=== Begin Enclosure ===

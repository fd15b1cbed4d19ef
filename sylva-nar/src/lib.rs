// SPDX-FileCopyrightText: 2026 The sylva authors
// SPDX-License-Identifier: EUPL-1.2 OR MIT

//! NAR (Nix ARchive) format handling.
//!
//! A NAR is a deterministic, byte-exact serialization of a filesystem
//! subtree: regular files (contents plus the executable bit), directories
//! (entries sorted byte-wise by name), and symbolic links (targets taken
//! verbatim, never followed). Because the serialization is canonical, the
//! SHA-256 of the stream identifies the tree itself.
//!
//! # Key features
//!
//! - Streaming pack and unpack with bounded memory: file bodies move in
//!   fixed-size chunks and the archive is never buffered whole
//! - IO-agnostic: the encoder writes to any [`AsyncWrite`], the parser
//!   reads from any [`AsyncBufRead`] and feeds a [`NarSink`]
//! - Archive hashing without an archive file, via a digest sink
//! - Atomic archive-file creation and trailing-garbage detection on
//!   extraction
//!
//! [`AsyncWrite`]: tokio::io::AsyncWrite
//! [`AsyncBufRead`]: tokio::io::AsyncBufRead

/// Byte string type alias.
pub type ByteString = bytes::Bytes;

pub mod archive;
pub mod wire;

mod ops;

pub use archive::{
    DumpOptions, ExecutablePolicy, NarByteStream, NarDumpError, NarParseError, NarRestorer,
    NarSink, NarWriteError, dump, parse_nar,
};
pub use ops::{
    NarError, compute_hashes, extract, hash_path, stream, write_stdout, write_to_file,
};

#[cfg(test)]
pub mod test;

=== End Enclosure ===

*Work request*.
Which lines run from the one holding "EUPL-1.2 OR MIT" through the one holding "is canonical, the" in the records above? Repeat them exactly, both included, and nothing more.

*Answer below*.
// SPDX-License-Identifier: EUPL-1.2 OR MIT

//! NAR (Nix ARchive) format handling.
//!
//! A NAR is a deterministic, byte-exact serialization of a filesystem
//! subtree: regular files (contents plus the executable bit), directories
//! (entries sorted byte-wise by name), and symbolic links (targets taken
//! verbatim, never followed). Because the serialization is canonical, the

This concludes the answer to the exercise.